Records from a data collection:
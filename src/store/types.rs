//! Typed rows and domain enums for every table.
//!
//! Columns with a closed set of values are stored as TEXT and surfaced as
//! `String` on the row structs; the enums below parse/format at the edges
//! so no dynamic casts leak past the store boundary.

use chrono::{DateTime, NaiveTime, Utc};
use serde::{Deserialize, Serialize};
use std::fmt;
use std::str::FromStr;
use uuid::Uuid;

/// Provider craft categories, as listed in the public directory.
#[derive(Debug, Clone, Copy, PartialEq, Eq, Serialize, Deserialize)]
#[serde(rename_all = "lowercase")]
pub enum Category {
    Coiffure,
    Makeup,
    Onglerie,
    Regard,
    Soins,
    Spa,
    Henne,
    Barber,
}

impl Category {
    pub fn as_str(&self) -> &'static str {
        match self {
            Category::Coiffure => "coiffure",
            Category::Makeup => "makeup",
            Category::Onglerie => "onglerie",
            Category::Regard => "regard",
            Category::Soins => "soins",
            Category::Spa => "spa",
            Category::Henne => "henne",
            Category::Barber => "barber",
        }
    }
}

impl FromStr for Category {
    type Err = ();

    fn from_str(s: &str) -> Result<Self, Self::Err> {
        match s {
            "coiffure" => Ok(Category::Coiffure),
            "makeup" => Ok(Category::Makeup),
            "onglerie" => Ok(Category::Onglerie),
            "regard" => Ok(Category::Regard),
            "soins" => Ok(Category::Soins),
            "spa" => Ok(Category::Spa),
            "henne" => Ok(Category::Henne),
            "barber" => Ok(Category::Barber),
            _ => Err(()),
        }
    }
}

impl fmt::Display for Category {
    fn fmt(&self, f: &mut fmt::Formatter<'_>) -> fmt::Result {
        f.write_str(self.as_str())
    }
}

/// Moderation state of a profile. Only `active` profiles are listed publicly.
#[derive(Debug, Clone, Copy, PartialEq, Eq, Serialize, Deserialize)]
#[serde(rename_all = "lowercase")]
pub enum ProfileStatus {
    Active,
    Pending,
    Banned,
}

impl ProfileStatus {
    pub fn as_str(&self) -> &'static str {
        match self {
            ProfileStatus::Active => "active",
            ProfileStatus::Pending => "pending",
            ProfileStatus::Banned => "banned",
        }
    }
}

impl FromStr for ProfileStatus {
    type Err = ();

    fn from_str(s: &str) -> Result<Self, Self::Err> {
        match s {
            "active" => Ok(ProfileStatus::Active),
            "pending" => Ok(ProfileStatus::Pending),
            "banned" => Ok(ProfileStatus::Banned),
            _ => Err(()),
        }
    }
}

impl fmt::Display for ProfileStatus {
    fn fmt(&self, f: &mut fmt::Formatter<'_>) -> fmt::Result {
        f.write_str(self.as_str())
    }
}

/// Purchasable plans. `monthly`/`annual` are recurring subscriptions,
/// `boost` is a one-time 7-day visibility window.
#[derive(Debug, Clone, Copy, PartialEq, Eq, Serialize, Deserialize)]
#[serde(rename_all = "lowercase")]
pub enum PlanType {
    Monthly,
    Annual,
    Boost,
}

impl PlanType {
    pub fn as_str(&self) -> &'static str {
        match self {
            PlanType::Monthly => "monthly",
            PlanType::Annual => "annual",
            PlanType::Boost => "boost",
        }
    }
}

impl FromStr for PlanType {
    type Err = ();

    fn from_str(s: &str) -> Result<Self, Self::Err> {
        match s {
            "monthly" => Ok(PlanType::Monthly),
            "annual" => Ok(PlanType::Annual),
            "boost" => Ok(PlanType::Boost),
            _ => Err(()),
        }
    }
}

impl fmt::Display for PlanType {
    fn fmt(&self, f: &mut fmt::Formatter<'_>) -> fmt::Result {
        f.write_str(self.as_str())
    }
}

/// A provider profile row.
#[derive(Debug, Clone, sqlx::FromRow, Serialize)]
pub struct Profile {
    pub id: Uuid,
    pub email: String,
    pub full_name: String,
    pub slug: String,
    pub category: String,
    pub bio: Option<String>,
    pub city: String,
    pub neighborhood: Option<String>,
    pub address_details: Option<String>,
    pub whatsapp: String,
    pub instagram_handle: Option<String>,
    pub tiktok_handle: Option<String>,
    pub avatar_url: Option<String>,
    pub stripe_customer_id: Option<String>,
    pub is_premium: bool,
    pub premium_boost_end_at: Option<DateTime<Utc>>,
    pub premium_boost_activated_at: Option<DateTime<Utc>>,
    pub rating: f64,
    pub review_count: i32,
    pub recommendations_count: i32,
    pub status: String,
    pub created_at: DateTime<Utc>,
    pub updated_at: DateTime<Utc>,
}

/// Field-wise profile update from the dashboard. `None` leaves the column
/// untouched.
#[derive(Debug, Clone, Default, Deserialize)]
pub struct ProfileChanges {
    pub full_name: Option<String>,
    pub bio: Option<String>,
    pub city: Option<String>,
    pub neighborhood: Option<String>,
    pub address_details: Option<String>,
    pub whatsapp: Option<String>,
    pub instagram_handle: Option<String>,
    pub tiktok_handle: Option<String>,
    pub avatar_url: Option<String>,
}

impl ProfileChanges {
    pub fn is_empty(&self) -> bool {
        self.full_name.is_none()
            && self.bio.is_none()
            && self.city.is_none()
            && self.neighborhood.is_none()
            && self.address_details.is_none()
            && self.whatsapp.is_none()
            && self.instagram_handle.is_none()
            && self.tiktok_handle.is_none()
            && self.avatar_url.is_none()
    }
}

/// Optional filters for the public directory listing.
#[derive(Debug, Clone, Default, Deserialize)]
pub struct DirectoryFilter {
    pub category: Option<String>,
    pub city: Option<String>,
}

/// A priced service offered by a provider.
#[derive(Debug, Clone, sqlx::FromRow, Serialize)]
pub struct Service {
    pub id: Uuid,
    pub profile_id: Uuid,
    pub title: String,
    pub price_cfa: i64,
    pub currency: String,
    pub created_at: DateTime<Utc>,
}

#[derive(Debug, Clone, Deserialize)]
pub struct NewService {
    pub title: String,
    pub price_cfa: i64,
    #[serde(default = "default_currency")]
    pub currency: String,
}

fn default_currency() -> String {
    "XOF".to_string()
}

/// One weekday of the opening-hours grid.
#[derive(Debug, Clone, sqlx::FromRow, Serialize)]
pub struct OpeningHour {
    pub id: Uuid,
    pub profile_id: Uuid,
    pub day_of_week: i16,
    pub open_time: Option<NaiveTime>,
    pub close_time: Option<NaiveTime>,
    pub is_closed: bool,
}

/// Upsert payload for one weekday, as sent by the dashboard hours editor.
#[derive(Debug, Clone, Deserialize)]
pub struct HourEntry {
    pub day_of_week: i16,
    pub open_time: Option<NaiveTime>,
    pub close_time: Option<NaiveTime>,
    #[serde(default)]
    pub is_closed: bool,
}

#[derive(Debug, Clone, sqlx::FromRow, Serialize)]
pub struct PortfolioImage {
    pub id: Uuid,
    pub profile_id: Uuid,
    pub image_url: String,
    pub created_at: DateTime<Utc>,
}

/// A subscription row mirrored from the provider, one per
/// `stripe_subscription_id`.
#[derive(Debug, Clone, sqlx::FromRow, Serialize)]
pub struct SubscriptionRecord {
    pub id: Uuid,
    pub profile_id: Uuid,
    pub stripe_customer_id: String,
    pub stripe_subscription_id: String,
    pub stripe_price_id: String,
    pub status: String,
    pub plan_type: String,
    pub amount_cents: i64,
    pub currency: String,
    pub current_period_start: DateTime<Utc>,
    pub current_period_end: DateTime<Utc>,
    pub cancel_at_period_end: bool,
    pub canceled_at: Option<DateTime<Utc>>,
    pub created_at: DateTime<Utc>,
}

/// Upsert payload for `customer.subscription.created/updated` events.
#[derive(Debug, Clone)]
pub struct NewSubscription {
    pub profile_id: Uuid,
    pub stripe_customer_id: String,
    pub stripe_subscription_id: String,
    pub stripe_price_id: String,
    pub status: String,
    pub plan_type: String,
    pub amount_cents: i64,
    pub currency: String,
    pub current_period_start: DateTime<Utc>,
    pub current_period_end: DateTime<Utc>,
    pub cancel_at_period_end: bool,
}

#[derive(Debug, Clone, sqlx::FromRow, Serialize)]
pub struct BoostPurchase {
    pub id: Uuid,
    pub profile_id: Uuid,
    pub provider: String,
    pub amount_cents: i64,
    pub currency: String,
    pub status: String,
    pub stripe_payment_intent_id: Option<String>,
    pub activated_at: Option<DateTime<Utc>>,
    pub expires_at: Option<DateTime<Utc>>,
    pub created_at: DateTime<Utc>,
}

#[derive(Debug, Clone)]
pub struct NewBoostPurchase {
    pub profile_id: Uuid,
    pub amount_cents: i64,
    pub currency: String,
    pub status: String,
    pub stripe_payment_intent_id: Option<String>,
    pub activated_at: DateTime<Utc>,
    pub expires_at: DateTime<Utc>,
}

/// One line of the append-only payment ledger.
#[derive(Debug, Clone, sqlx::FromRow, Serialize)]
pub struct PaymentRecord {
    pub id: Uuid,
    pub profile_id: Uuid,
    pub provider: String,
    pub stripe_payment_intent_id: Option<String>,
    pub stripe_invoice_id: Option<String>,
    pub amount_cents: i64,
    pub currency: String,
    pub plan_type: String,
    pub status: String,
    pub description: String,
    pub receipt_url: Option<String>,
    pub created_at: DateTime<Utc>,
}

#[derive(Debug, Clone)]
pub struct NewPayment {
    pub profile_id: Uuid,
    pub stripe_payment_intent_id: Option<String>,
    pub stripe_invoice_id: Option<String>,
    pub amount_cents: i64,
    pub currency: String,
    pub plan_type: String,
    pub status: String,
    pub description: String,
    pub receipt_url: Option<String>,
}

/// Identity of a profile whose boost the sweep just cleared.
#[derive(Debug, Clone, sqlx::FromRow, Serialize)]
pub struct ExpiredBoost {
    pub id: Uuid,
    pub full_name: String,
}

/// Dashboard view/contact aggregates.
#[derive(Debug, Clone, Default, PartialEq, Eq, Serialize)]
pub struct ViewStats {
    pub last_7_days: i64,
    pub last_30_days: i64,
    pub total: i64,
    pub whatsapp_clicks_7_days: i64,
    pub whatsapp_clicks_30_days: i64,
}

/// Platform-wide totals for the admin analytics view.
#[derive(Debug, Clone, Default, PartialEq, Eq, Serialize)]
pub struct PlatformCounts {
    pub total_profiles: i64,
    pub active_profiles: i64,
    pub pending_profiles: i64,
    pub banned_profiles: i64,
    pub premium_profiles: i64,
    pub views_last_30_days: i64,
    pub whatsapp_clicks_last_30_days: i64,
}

--

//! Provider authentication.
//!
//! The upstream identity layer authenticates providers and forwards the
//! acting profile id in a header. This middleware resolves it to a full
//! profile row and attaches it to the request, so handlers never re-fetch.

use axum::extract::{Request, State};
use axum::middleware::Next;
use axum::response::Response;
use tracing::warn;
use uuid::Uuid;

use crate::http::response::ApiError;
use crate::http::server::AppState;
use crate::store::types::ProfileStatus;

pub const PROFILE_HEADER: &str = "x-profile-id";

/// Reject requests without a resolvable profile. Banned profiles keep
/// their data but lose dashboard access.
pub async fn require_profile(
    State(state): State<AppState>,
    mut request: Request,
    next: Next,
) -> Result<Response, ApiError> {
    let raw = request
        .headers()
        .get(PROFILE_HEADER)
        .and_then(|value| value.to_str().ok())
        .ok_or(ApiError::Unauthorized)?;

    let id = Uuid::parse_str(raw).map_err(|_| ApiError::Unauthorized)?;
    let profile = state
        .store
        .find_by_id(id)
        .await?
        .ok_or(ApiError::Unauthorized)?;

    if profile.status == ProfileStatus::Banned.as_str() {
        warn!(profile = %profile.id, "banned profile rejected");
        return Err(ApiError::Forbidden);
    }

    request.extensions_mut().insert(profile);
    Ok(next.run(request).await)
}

...

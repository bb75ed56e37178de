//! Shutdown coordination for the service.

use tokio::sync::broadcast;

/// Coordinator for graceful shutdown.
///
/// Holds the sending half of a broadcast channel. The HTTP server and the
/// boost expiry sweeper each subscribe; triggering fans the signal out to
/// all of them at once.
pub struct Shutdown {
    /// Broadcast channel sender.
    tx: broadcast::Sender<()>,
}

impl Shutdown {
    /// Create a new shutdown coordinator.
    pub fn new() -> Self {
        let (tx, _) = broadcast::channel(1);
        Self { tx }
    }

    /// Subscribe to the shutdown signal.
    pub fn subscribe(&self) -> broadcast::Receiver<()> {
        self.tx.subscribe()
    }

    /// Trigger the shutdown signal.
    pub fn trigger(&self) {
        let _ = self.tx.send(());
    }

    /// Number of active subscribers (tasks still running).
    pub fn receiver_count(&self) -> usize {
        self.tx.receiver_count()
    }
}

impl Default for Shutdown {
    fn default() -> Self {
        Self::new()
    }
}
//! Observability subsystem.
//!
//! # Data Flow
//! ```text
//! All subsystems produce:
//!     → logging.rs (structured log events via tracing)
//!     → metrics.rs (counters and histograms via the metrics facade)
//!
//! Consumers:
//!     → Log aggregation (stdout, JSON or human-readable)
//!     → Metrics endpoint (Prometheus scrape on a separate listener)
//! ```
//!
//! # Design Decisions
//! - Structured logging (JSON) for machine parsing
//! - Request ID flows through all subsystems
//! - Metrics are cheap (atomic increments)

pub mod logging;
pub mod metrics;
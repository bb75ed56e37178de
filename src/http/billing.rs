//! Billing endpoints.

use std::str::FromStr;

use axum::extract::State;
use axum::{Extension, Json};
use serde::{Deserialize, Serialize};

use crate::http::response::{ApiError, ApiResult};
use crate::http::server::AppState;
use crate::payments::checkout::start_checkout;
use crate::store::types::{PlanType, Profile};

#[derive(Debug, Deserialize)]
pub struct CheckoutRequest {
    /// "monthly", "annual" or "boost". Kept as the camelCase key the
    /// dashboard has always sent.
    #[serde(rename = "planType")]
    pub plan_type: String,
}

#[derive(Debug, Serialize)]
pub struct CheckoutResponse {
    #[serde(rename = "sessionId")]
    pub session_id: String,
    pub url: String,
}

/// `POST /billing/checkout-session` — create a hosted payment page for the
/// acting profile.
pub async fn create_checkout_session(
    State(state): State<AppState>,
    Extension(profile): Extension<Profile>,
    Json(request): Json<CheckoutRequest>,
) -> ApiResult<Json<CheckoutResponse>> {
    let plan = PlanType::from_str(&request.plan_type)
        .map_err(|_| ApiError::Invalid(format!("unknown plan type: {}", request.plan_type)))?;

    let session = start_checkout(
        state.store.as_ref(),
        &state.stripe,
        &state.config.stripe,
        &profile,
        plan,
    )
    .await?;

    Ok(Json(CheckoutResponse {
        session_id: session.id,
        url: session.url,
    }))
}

● WHAT THIS TASK INVOLVES
Please report every line among the entries that includes "axum".

● YOUR SOLUTION
use axum::extract::{Request, State};
use axum::middleware::Next;
use axum::response::Response;
use axum::extract::State;
use axum::{Extension, Json};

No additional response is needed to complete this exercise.